§ **Extracted information**
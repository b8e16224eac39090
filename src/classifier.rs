//! Rule-based newsletter/spam detection and unsubscribe link extraction

use crate::config::ClassifierConfig;
use crate::error::{CleanupError, Result};
use crate::models::{ClassificationResult, NormalizedMessage};
use regex::{RegexSet, RegexSetBuilder};
use scraper::{Html, Selector};
use std::collections::HashSet;

/// Patterns matched against subject, sender and HTML body
pub const DEFAULT_NEWSLETTER_PATTERNS: &[&str] = &[
    "newsletter",
    "news",
    "digest",
    "promo",
    "promotion",
    "offre",
    "offers",
    "sale",
    "unsubscribe",
    "update",
];

/// Patterns matched against subject and text body
pub const DEFAULT_SPAM_PATTERNS: &[&str] = &[
    "viagra",
    "free money",
    "win a prize",
    "click here",
    "urgent",
];

/// Patterns matched against an anchor's href and text (English and French)
pub const DEFAULT_UNSUBSCRIBE_PATTERNS: &[&str] = &[
    "unsub",
    r"se d[ée]sabonner",
    r"d[ée]sinscrire",
    r"opt[- ]?out",
    r"manage preferences",
    r"update subscription",
    r"modifier mes pr[ée]f[ée]rences",
    r"stop receiving",
    r"cancel subscription",
];

/// Keyword/regex classifier
///
/// Pattern lists come from [`ClassifierConfig`], so the corpus can be
/// extended without code changes. All matching is case-insensitive.
#[derive(Debug, Clone)]
pub struct Classifier {
    newsletter: RegexSet,
    spam: RegexSet,
    unsubscribe: RegexSet,
}

impl Classifier {
    /// Build a classifier from configured pattern lists
    pub fn from_config(config: &ClassifierConfig) -> Result<Self> {
        Ok(Self {
            newsletter: build_set("newsletter_patterns", &config.newsletter_patterns)?,
            spam: build_set("spam_patterns", &config.spam_patterns)?,
            unsubscribe: build_set("unsubscribe_patterns", &config.unsubscribe_patterns)?,
        })
    }

    /// True if any newsletter pattern matches the subject, sender or HTML body
    pub fn classify_newsletter(&self, subject: &str, sender: &str, html_body: Option<&str>) -> bool {
        self.newsletter.is_match(subject)
            || self.newsletter.is_match(sender)
            || html_body.is_some_and(|body| self.newsletter.is_match(body))
    }

    /// True if any spam trigger phrase matches the subject or text body
    pub fn classify_spam(&self, subject: &str, text_body: Option<&str>) -> bool {
        self.spam.is_match(subject) || text_body.is_some_and(|body| self.spam.is_match(body))
    }

    /// Extract unsubscribe links from HTML
    ///
    /// An anchor qualifies when an unsubscribe pattern matches its href or
    /// its text. Returned hrefs are unique and in document order. Empty or
    /// malformed input yields an empty list.
    pub fn extract_unsubscribe_links(&self, html: &str) -> Vec<String> {
        if html.trim().is_empty() {
            return Vec::new();
        }

        let Ok(anchor_sel) = Selector::parse("a[href]") else {
            return Vec::new();
        };

        let document = Html::parse_document(html);
        let mut seen = HashSet::new();
        let mut links = Vec::new();

        for anchor in document.select(&anchor_sel) {
            let href = anchor.value().attr("href").unwrap_or("").trim();
            if href.is_empty() {
                continue;
            }

            let text: String = anchor.text().collect();
            let combined = format!("{} {}", href, text);
            if !self.unsubscribe.is_match(&combined) {
                continue;
            }

            if seen.insert(href.to_string()) {
                links.push(href.to_string());
            }
        }

        links
    }

    /// Run every rule over one message
    pub fn classify(&self, message: &NormalizedMessage) -> ClassificationResult {
        let unsubscribe_links = message
            .html_body
            .as_deref()
            .map(|html| self.extract_unsubscribe_links(html))
            .unwrap_or_default();

        ClassificationResult {
            is_newsletter: self.classify_newsletter(
                &message.subject,
                &message.sender,
                message.html_body.as_deref(),
            ),
            is_spam: message.is_spam
                || self.classify_spam(&message.subject, message.text_body.as_deref()),
            unsubscribe_links,
        }
    }

    /// Fold inferred labels into the message: spam detection is OR-ed into
    /// `is_spam` and matching rules add "newsletter"/"spam" categories.
    pub fn annotate(&self, message: &mut NormalizedMessage) -> ClassificationResult {
        let result = self.classify(message);
        if result.is_spam {
            message.is_spam = true;
            message.add_category("spam");
        }
        if result.is_newsletter {
            message.add_category("newsletter");
        }
        result
    }
}

impl Default for Classifier {
    fn default() -> Self {
        // Built-in patterns are valid regexes; a failure here is a programming error.
        Self::from_config(&ClassifierConfig::default())
            .expect("default classifier patterns must compile")
    }
}

fn build_set(field: &str, patterns: &[String]) -> Result<RegexSet> {
    RegexSetBuilder::new(patterns)
        .case_insensitive(true)
        .build()
        .map_err(|e| CleanupError::ConfigError(format!("Invalid classifier.{}: {}", field, e)))
}

#[cfg(test)]
mod tests {
    use super::*;
    use chrono::Utc;

    fn classifier() -> Classifier {
        Classifier::default()
    }

    #[test]
    fn test_newsletter_subject_match() {
        let c = classifier();
        assert!(c.classify_newsletter("Weekly Newsletter – 20% off", "team@shop.com", None));
    }

    #[test]
    fn test_newsletter_negative() {
        let c = classifier();
        assert!(!c.classify_newsletter("Q3 Budget Review", "finance@corp.com", None));
        assert!(!c.classify_newsletter(
            "Q3 Budget Review",
            "finance@corp.com",
            Some("<p>See attached figures.</p>")
        ));
    }

    #[test]
    fn test_newsletter_sender_and_body_match() {
        let c = classifier();
        assert!(c.classify_newsletter("Hello", "newsletter@brand.com", None));
        assert!(c.classify_newsletter("Hello", "bob@brand.com", Some("<b>SUMMER SALE</b>")));
    }

    #[test]
    fn test_spam_detection() {
        let c = classifier();
        assert!(c.classify_spam("URGENT: claim now", None));
        assert!(c.classify_spam("Hi", Some("You can win a prize today")));
        assert!(!c.classify_spam("Lunch tomorrow?", Some("See you at noon")));
    }

    #[test]
    fn test_extract_single_link() {
        let c = classifier();
        let links =
            c.extract_unsubscribe_links(r#"<a href="http://x.com/u">Click here to unsubscribe</a>"#);
        assert_eq!(links, vec!["http://x.com/u".to_string()]);
    }

    #[test]
    fn test_extract_no_match() {
        let c = classifier();
        let links = c.extract_unsubscribe_links(
            r#"<html><body><a href="http://x.com/home">Home</a></body></html>"#,
        );
        assert!(links.is_empty());
    }

    #[test]
    fn test_extract_dedup_preserves_order() {
        let c = classifier();
        let html = r#"
            <a href="http://a.com/unsubscribe">Unsubscribe</a>
            <a href="http://b.com/prefs">Manage preferences</a>
            <a href="http://a.com/unsubscribe">unsubscribe here</a>
        "#;
        let links = c.extract_unsubscribe_links(html);
        assert_eq!(
            links,
            vec![
                "http://a.com/unsubscribe".to_string(),
                "http://b.com/prefs".to_string()
            ]
        );
    }

    #[test]
    fn test_extract_matches_href_only() {
        let c = classifier();
        let links = c.extract_unsubscribe_links(r#"<a href="https://x.com/opt-out?id=1">here</a>"#);
        assert_eq!(links, vec!["https://x.com/opt-out?id=1".to_string()]);
    }

    #[test]
    fn test_extract_french_phrasing() {
        let c = classifier();
        let html = r#"<p><a href="https://fr.example/r?t=9">Se désabonner</a></p>"#;
        assert_eq!(c.extract_unsubscribe_links(html), vec!["https://fr.example/r?t=9"]);
    }

    #[test]
    fn test_extract_empty_and_malformed() {
        let c = classifier();
        assert!(c.extract_unsubscribe_links("").is_empty());
        assert!(c.extract_unsubscribe_links("<a href=").is_empty());
        assert!(c.extract_unsubscribe_links("<<<>>> not html at all").is_empty());
    }

    #[test]
    fn test_invalid_pattern_is_config_error() {
        let config = ClassifierConfig {
            spam_patterns: vec!["(unclosed".to_string()],
            ..ClassifierConfig::default()
        };
        let err = Classifier::from_config(&config).unwrap_err();
        assert!(err.to_string().contains("classifier.spam_patterns"));
    }

    #[test]
    fn test_custom_patterns_extend_corpus() {
        let mut config = ClassifierConfig::default();
        config.spam_patterns.push("crypto giveaway".to_string());
        let c = Classifier::from_config(&config).unwrap();
        assert!(c.classify_spam("Huge CRYPTO GIVEAWAY", None));
    }

    #[test]
    fn test_annotate_sets_categories() {
        let c = classifier();
        let mut msg = NormalizedMessage::new("1", "deals@shop.com", Utc::now())
            .with_subject("Flash sale")
            .with_text_body("Click here now")
            .with_html_body(r#"<a href="https://shop.com/unsub">Unsubscribe</a>"#);

        let result = c.annotate(&mut msg);
        assert!(result.is_newsletter);
        assert!(result.is_spam);
        assert_eq!(result.unsubscribe_links, vec!["https://shop.com/unsub"]);
        assert!(msg.is_spam);
        assert!(msg.categories.contains("newsletter"));
        assert!(msg.categories.contains("spam"));
    }

    #[test]
    fn test_classify_keeps_provider_spam_flag() {
        let c = classifier();
        let msg = NormalizedMessage::new("1", "x@y.com", Utc::now())
            .with_subject("Hello")
            .with_spam(true);
        assert!(c.classify(&msg).is_spam);
    }
}
//! Named recurring jobs with broadcast run notifications

use futures::future::BoxFuture;
use futures::FutureExt;
use std::collections::HashMap;
use std::panic::AssertUnwindSafe;
use std::sync::{Arc, Mutex};
use std::time::Duration;
use tokio::sync::broadcast;
use tokio::task::JoinHandle;
use tokio::time::MissedTickBehavior;
use tracing::{debug, info, warn};

use crate::error::{CleanupError, Result};

/// A schedulable unit of work; called once per run
pub type JobTask = Arc<dyn Fn() -> BoxFuture<'static, Result<()>> + Send + Sync>;

/// Notification emitted by the scheduler
#[derive(Debug, Clone, PartialEq, Eq)]
pub enum JobEvent {
    Succeeded { job_id: String },
    Failed { job_id: String, error: String },
    Removed { job_id: String },
}

impl JobEvent {
    pub fn job_id(&self) -> &str {
        match self {
            JobEvent::Succeeded { job_id }
            | JobEvent::Failed { job_id, .. }
            | JobEvent::Removed { job_id } => job_id,
        }
    }
}

const EVENT_CHANNEL_CAPACITY: usize = 100;

/// Registry of recurring jobs
///
/// Each job runs immediately when added and then every `interval`. Every run
/// is spawned on its own task, so a slow run overlaps the next tick instead
/// of delaying it. Errors and panics inside a run are reported as
/// [`JobEvent::Failed`] and never stop the timer.
pub struct Scheduler {
    jobs: Mutex<HashMap<String, JoinHandle<()>>>,
    events: broadcast::Sender<JobEvent>,
}

impl Scheduler {
    pub fn new() -> Self {
        let (events, _) = broadcast::channel(EVENT_CHANNEL_CAPACITY);
        Self {
            jobs: Mutex::new(HashMap::new()),
            events,
        }
    }

    /// Receive job notifications from this point on
    pub fn subscribe(&self) -> broadcast::Receiver<JobEvent> {
        self.events.subscribe()
    }

    /// Register a job and run it right away
    ///
    /// Fails without side effects if `job_id` is taken or `interval` is zero.
    /// Must be called from within a Tokio runtime.
    pub fn add_job(&self, job_id: &str, interval: Duration, task: JobTask) -> Result<()> {
        if interval.is_zero() {
            return Err(CleanupError::InvalidInterval(format!(
                "job '{}' needs a positive interval",
                job_id
            )));
        }

        let mut jobs = self.lock_jobs()?;
        if jobs.contains_key(job_id) {
            return Err(CleanupError::JobAlreadyExists(job_id.to_string()));
        }

        let handle = tokio::spawn(run_timer(
            job_id.to_string(),
            interval,
            task,
            self.events.clone(),
        ));
        jobs.insert(job_id.to_string(), handle);

        info!(job_id, interval_secs = interval.as_secs(), "Scheduled job");
        Ok(())
    }

    /// Cancel future runs of a job; a run already in flight completes
    pub fn remove_job(&self, job_id: &str) -> Result<()> {
        let handle = self
            .lock_jobs()?
            .remove(job_id)
            .ok_or_else(|| CleanupError::JobNotFound(job_id.to_string()))?;

        handle.abort();
        self.notify(JobEvent::Removed {
            job_id: job_id.to_string(),
        });
        info!(job_id, "Removed job");
        Ok(())
    }

    /// Cancel every job and clear the registry
    pub fn stop_all(&self) {
        let drained: Vec<(String, JoinHandle<()>)> = match self.jobs.lock() {
            Ok(mut jobs) => jobs.drain().collect(),
            Err(poisoned) => poisoned.into_inner().drain().collect(),
        };

        for (job_id, handle) in drained {
            handle.abort();
            self.notify(JobEvent::Removed { job_id });
        }
    }

    /// Ids of the registered jobs, in no particular order
    pub fn list_jobs(&self) -> Vec<String> {
        self.jobs
            .lock()
            .map(|jobs| jobs.keys().cloned().collect())
            .unwrap_or_default()
    }

    fn lock_jobs(&self) -> Result<std::sync::MutexGuard<'_, HashMap<String, JoinHandle<()>>>> {
        self.jobs
            .lock()
            .map_err(|e| CleanupError::Unknown(format!("Scheduler registry poisoned: {}", e)))
    }

    fn notify(&self, event: JobEvent) {
        // No subscribers is not an error
        let _ = self.events.send(event);
    }
}

impl Default for Scheduler {
    fn default() -> Self {
        Self::new()
    }
}

impl Drop for Scheduler {
    fn drop(&mut self) {
        let jobs = match self.jobs.get_mut() {
            Ok(jobs) => jobs,
            Err(poisoned) => poisoned.into_inner(),
        };
        for (_, handle) in jobs.drain() {
            handle.abort();
        }
    }
}

async fn run_timer(
    job_id: String,
    period: Duration,
    task: JobTask,
    events: broadcast::Sender<JobEvent>,
) {
    let mut ticker = tokio::time::interval(period);
    ticker.set_missed_tick_behavior(MissedTickBehavior::Delay);

    loop {
        // First tick completes immediately
        ticker.tick().await;
        debug!(job_id = %job_id, "Starting job run");
        tokio::spawn(run_once(job_id.clone(), task.clone(), events.clone()));
    }
}

async fn run_once(job_id: String, task: JobTask, events: broadcast::Sender<JobEvent>) {
    // Build the future inside the guarded block so a panicking task body is caught too
    let outcome = AssertUnwindSafe(async move { task().await })
        .catch_unwind()
        .await;

    let event = match outcome {
        Ok(Ok(())) => JobEvent::Succeeded { job_id },
        Ok(Err(e)) => {
            warn!(job_id = %job_id, "Job run failed: {}", e);
            JobEvent::Failed {
                job_id,
                error: e.to_string(),
            }
        }
        Err(panic) => {
            let error = panic_message(panic.as_ref());
            warn!(job_id = %job_id, "Job run panicked: {}", error);
            JobEvent::Failed { job_id, error }
        }
    };

    let _ = events.send(event);
}

fn panic_message(panic: &(dyn std::any::Any + Send)) -> String {
    if let Some(s) = panic.downcast_ref::<&str>() {
        format!("panicked: {}", s)
    } else if let Some(s) = panic.downcast_ref::<String>() {
        format!("panicked: {}", s)
    } else {
        "panicked".to_string()
    }
}

/// Wrap an async closure as a [`JobTask`]
pub fn job<F, Fut>(f: F) -> JobTask
where
    F: Fn() -> Fut + Send + Sync + 'static,
    Fut: std::future::Future<Output = Result<()>> + Send + 'static,
{
    Arc::new(move || f().boxed())
}

#[cfg(test)]
mod tests {
    use super::*;
    use std::sync::atomic::{AtomicUsize, Ordering};

    fn counting_job(counter: Arc<AtomicUsize>) -> JobTask {
        job(move || {
            let counter = counter.clone();
            async move {
                counter.fetch_add(1, Ordering::SeqCst);
                Ok(())
            }
        })
    }

    async fn settle() {
        for _ in 0..10 {
            tokio::task::yield_now().await;
        }
    }

    #[tokio::test(start_paused = true)]
    async fn test_runs_immediately_then_periodically() {
        let scheduler = Scheduler::new();
        let counter = Arc::new(AtomicUsize::new(0));
        scheduler
            .add_job("A", Duration::from_secs(60), counting_job(counter.clone()))
            .unwrap();

        settle().await;
        assert_eq!(counter.load(Ordering::SeqCst), 1);

        tokio::time::sleep(Duration::from_secs(61)).await;
        settle().await;
        assert_eq!(counter.load(Ordering::SeqCst), 2);
    }

    #[tokio::test(start_paused = true)]
    async fn test_duplicate_add_fails_and_first_keeps_running() {
        let scheduler = Scheduler::new();
        let first = Arc::new(AtomicUsize::new(0));
        let second = Arc::new(AtomicUsize::new(0));

        scheduler
            .add_job("A", Duration::from_secs(10), counting_job(first.clone()))
            .unwrap();
        let err = scheduler
            .add_job("A", Duration::from_secs(10), counting_job(second.clone()))
            .unwrap_err();
        assert!(matches!(err, CleanupError::JobAlreadyExists(ref id) if id == "A"));

        tokio::time::sleep(Duration::from_secs(25)).await;
        settle().await;
        assert_eq!(first.load(Ordering::SeqCst), 3);
        assert_eq!(second.load(Ordering::SeqCst), 0);
        assert_eq!(scheduler.list_jobs(), vec!["A".to_string()]);
    }

    #[tokio::test]
    async fn test_remove_unknown_job_fails() {
        let scheduler = Scheduler::new();
        scheduler
            .add_job("A", Duration::from_secs(3600), counting_job(Arc::default()))
            .unwrap();

        let err = scheduler.remove_job("B").unwrap_err();
        assert_eq!(err.to_string(), "Job 'B' does not exist");
        assert_eq!(scheduler.list_jobs(), vec!["A".to_string()]);
    }

    #[tokio::test]
    async fn test_zero_interval_rejected() {
        let scheduler = Scheduler::new();
        let err = scheduler
            .add_job("A", Duration::ZERO, counting_job(Arc::default()))
            .unwrap_err();
        assert!(matches!(err, CleanupError::InvalidInterval(_)));
        assert!(scheduler.list_jobs().is_empty());
    }

    #[tokio::test(start_paused = true)]
    async fn test_events_for_success_failure_and_removal() {
        let scheduler = Scheduler::new();
        let mut events = scheduler.subscribe();

        scheduler
            .add_job("ok", Duration::from_secs(60), counting_job(Arc::default()))
            .unwrap();
        settle().await;
        assert_eq!(
            events.recv().await.unwrap(),
            JobEvent::Succeeded {
                job_id: "ok".to_string()
            }
        );

        scheduler
            .add_job(
                "bad",
                Duration::from_secs(60),
                job(|| async { Err(CleanupError::ApiError("quota".to_string())) }),
            )
            .unwrap();
        settle().await;
        match events.recv().await.unwrap() {
            JobEvent::Failed { job_id, error } => {
                assert_eq!(job_id, "bad");
                assert!(error.contains("quota"));
            }
            other => panic!("unexpected event {:?}", other),
        }

        scheduler.remove_job("ok").unwrap();
        assert_eq!(
            events.recv().await.unwrap(),
            JobEvent::Removed {
                job_id: "ok".to_string()
            }
        );
    }

    #[tokio::test(start_paused = true)]
    async fn test_panicking_run_does_not_stop_timer() {
        let scheduler = Scheduler::new();
        let mut events = scheduler.subscribe();
        let runs = Arc::new(AtomicUsize::new(0));
        let runs_clone = runs.clone();

        scheduler
            .add_job(
                "panicky",
                Duration::from_secs(5),
                job(move || {
                    let runs = runs_clone.clone();
                    async move {
                        if runs.fetch_add(1, Ordering::SeqCst) < usize::MAX {
                            panic!("boom");
                        }
                        Ok(())
                    }
                }),
            )
            .unwrap();

        settle().await;
        match events.recv().await.unwrap() {
            JobEvent::Failed { error, .. } => assert!(error.contains("boom")),
            other => panic!("unexpected event {:?}", other),
        }

        tokio::time::sleep(Duration::from_secs(6)).await;
        settle().await;
        assert_eq!(runs.load(Ordering::SeqCst), 2);
    }

    #[tokio::test(start_paused = true)]
    async fn test_panic_before_future_is_built_is_reported() {
        let scheduler = Scheduler::new();
        let mut events = scheduler.subscribe();
        let task: JobTask = Arc::new(|| -> BoxFuture<'static, Result<()>> {
            panic!("setup failed")
        });

        scheduler
            .add_job("eager", Duration::from_secs(60), task)
            .unwrap();
        settle().await;

        match events.recv().await {
            Ok(JobEvent::Failed { job_id, error }) => {
                assert_eq!(job_id, "eager");
                assert!(error.contains("setup failed"));
            }
            other => panic!("unexpected event {:?}", other),
        }
        assert_eq!(scheduler.list_jobs(), vec!["eager".to_string()]);
    }

    #[tokio::test(start_paused = true)]
    async fn test_stop_all_clears_registry() {
        let scheduler = Scheduler::new();
        let mut events = scheduler.subscribe();
        let counter = Arc::new(AtomicUsize::new(0));

        scheduler
            .add_job("A", Duration::from_secs(10), counting_job(counter.clone()))
            .unwrap();
        scheduler
            .add_job("B", Duration::from_secs(10), counting_job(counter.clone()))
            .unwrap();
        settle().await;

        scheduler.stop_all();
        assert!(scheduler.list_jobs().is_empty());

        let mut removed = Vec::new();
        while let Ok(event) = events.try_recv() {
            if let JobEvent::Removed { job_id } = event {
                removed.push(job_id);
            }
        }
        removed.sort();
        assert_eq!(removed, vec!["A".to_string(), "B".to_string()]);

        let before = counter.load(Ordering::SeqCst);
        tokio::time::sleep(Duration::from_secs(30)).await;
        settle().await;
        assert_eq!(counter.load(Ordering::SeqCst), before);
    }
}
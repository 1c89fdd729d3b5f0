use std::{fmt, str::FromStr, time::Duration};

use serde::{Deserialize, Serialize};

use crate::{ClackError, Result};

/// Exclusive lower bound for a tempo in beats per minute.
pub const MIN_TEMPO: i64 = 0;
/// Exclusive upper bound for a tempo in beats per minute.
pub const MAX_TEMPO: i64 = 600;

const NANOS_PER_MINUTE: u64 = 60_000_000_000;

/// Every time signature the metronome accepts, in display order.
const CATALOG: [TimeSignature; 10] = [
    TimeSignature::new(4, 4),
    TimeSignature::new(3, 4),
    TimeSignature::new(2, 4),
    TimeSignature::new(2, 2),
    TimeSignature::new(3, 8),
    TimeSignature::new(6, 8),
    TimeSignature::new(9, 8),
    TimeSignature::new(12, 8),
    TimeSignature::new(5, 4),
    TimeSignature::new(6, 4),
];

/// A time signature taken from the supported catalog.
#[derive(Debug, Clone, Copy, PartialEq, Eq, Hash, Serialize, Deserialize)]
pub struct TimeSignature {
    /// Number of beats per measure.
    pub beats: u32,
    /// Note value that represents one beat.
    pub note_value: u32,
}

impl TimeSignature {
    const fn new(beats: u32, note_value: u32) -> Self {
        Self { beats, note_value }
    }

    /// Parses `B/N` text and looks the pair up in the catalog.
    ///
    /// Only exact catalog entries are accepted: `7/4` is well formed but
    /// still rejected.
    pub fn resolve(text: &str) -> Result<Self> {
        let parts: Vec<&str> = text.split('/').collect();
        let [beats, note_value] = parts.as_slice() else {
            return Err(ClackError::TimeSignatureFormat(text.to_string()));
        };

        let (Ok(beats), Ok(note_value)) = (beats.parse::<u32>(), note_value.parse::<u32>()) else {
            return Err(ClackError::TimeSignatureNumeric(text.to_string()));
        };

        let candidate = Self::new(beats, note_value);
        if CATALOG.contains(&candidate) {
            Ok(candidate)
        } else {
            Err(ClackError::TimeSignatureUnsupported(text.to_string()))
        }
    }

    /// Iterates over the supported time signatures in catalog order.
    pub fn list() -> impl Iterator<Item = TimeSignature> + Clone {
        CATALOG.into_iter()
    }

    /// Signatures counted in groups of three (6, 9 or 12 beats) tick on the
    /// subdivided beat unit.
    pub fn is_compound(&self) -> bool {
        matches!(self.beats, 6 | 9 | 12)
    }
}

impl FromStr for TimeSignature {
    type Err = ClackError;

    fn from_str(s: &str) -> Result<Self> {
        Self::resolve(s)
    }
}

impl fmt::Display for TimeSignature {
    fn fmt(&self, f: &mut fmt::Formatter<'_>) -> fmt::Result {
        write!(f, "{}/{}", self.beats, self.note_value)
    }
}

/// Tempo in beats per minute, strictly between [`MIN_TEMPO`] and [`MAX_TEMPO`].
#[derive(Debug, Clone, Copy, PartialEq, Eq, PartialOrd, Ord, Hash)]
pub struct Tempo(u32);

impl Tempo {
    pub fn new(bpm: i64) -> Result<Self> {
        if bpm > MIN_TEMPO && bpm < MAX_TEMPO {
            // The range check keeps the value well inside u32.
            Ok(Self(bpm as u32))
        } else {
            Err(ClackError::TempoRange(bpm))
        }
    }

    pub fn bpm(&self) -> u32 {
        self.0
    }
}

impl fmt::Display for Tempo {
    fn fmt(&self, f: &mut fmt::Formatter<'_>) -> fmt::Result {
        write!(f, "{} bpm", self.0)
    }
}

/// Time between two ticks.
///
/// Compound signatures use `60s / (tempo / 0.5)`, i.e. half the simple
/// interval.
pub fn beat_interval(tempo: Tempo, signature: TimeSignature) -> Duration {
    let per_minute = if signature.is_compound() {
        NANOS_PER_MINUTE / 2
    } else {
        NANOS_PER_MINUTE
    };
    Duration::from_nanos(per_minute / u64::from(tempo.bpm()))
}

§ **What to work on**
Take exactly the lines from the one containing "else if let" through the one containing "let counter = counter.clone();" in the data above, and output them with nothing added.

§ **Problem solution**
    } else if let Some(s) = panic.downcast_ref::<String>() {
        format!("panicked: {}", s)
    } else {
        "panicked".to_string()
    }
}

/// Wrap an async closure as a [`JobTask`]
pub fn job<F, Fut>(f: F) -> JobTask
where
    F: Fn() -> Fut + Send + Sync + 'static,
    Fut: std::future::Future<Output = Result<()>> + Send + 'static,
{
    Arc::new(move || f().boxed())
}

#[cfg(test)]
mod tests {
    use super::*;
    use std::sync::atomic::{AtomicUsize, Ordering};

    fn counting_job(counter: Arc<AtomicUsize>) -> JobTask {
        job(move || {
            let counter = counter.clone();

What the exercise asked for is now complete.